**TASK TO COMPLETE**. Scan the entries below for the word "commonly" and copy every line in which it occurs.

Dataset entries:
▼

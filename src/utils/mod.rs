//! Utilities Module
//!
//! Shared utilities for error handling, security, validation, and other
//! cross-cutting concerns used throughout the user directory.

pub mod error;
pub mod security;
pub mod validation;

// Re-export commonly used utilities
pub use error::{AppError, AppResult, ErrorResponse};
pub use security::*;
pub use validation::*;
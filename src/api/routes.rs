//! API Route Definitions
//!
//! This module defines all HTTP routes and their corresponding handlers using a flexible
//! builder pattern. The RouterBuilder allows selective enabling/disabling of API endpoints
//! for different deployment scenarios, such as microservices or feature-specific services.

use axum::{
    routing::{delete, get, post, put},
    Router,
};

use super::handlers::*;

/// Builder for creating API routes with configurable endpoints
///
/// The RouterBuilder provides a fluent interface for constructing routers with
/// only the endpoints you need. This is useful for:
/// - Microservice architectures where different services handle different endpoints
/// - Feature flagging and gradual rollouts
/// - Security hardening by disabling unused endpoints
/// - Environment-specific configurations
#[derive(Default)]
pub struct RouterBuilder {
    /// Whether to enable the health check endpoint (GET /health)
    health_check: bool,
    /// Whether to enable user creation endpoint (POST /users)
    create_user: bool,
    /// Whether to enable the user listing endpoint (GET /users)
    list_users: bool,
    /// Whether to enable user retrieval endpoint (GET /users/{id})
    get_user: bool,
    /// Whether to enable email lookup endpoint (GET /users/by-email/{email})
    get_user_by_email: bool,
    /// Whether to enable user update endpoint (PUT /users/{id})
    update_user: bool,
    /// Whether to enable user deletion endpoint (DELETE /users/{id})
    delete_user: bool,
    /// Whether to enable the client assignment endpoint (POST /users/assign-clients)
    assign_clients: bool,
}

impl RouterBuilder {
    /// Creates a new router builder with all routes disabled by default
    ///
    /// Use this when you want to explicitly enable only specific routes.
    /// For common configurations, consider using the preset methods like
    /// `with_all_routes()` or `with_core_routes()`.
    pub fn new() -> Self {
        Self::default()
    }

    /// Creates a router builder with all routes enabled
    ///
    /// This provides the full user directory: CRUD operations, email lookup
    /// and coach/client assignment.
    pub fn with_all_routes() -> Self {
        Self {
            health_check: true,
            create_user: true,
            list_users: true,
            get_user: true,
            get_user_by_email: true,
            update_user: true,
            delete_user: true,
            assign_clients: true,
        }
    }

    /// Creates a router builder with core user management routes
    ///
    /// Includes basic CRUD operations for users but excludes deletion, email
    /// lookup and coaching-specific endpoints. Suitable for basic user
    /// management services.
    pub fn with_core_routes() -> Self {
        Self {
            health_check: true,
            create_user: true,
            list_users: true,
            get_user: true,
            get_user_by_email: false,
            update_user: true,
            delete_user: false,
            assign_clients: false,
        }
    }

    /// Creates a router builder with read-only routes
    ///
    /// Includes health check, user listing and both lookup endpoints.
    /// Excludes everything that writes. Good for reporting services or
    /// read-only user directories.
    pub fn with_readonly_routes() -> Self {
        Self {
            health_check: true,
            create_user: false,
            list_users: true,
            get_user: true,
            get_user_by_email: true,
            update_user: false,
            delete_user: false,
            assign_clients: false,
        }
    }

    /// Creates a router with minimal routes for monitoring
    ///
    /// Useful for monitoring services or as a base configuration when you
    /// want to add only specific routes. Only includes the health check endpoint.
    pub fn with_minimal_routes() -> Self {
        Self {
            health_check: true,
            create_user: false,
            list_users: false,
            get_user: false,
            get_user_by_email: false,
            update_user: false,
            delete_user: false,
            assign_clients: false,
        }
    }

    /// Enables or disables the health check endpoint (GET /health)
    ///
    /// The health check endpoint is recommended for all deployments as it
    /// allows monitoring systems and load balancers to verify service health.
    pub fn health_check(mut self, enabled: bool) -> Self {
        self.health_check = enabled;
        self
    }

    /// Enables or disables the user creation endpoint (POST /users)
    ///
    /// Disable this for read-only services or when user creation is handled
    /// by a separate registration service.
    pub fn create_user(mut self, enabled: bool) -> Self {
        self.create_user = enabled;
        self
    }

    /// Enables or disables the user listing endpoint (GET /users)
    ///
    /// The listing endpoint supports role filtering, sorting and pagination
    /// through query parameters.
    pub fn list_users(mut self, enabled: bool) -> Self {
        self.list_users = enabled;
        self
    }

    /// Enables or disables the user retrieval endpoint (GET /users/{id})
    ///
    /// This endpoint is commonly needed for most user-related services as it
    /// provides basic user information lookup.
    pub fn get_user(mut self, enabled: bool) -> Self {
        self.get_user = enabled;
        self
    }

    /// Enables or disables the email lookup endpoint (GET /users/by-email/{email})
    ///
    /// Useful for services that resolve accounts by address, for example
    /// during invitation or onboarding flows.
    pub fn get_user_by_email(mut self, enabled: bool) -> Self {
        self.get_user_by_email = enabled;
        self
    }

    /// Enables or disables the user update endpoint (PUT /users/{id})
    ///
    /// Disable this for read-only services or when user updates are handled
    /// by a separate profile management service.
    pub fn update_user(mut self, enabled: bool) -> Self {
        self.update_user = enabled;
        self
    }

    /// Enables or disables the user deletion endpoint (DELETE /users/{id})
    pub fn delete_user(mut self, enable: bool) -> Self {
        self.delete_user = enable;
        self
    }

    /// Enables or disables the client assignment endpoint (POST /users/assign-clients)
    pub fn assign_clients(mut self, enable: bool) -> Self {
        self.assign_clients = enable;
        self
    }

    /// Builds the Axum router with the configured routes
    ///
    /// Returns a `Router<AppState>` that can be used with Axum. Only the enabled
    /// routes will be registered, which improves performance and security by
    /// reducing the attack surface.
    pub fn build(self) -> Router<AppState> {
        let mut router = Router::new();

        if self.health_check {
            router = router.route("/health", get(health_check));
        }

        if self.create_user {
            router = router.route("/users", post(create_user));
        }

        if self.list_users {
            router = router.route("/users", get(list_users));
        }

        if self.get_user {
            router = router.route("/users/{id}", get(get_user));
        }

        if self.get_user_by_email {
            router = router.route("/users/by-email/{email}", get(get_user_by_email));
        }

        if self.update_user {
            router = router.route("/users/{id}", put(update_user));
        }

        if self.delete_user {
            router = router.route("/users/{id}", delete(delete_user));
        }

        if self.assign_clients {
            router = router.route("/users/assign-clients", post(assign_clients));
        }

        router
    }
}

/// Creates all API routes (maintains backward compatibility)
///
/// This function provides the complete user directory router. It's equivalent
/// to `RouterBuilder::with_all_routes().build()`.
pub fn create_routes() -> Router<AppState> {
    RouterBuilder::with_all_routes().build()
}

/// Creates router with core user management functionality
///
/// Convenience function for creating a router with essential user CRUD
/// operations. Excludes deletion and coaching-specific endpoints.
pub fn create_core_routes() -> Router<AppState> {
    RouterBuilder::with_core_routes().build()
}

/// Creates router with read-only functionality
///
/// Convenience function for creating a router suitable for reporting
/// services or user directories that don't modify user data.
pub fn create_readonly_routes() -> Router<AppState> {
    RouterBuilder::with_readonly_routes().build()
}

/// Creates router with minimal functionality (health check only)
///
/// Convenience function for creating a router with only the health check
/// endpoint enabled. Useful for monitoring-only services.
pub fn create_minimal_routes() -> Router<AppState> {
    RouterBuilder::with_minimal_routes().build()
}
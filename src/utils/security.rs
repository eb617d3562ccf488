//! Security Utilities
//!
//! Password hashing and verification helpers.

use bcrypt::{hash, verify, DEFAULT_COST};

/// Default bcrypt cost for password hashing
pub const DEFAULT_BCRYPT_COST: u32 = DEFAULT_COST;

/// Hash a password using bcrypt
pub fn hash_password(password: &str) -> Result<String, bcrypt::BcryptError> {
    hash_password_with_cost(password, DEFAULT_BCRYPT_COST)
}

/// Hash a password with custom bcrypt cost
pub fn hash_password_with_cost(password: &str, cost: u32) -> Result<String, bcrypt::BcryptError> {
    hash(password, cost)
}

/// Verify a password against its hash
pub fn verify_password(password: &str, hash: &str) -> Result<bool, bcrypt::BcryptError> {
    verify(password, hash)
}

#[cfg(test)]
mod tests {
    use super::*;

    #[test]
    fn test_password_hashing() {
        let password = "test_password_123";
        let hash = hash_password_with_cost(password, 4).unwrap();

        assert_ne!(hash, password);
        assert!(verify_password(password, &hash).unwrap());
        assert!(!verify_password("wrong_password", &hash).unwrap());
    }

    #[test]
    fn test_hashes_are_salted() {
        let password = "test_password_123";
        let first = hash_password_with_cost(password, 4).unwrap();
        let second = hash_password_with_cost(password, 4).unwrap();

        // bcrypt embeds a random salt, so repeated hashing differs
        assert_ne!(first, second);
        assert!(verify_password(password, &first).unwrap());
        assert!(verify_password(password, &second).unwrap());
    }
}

▲

**EXERCISE RESULT**.
// Re-export commonly used utilities
    /// This endpoint is commonly needed for most user-related services as it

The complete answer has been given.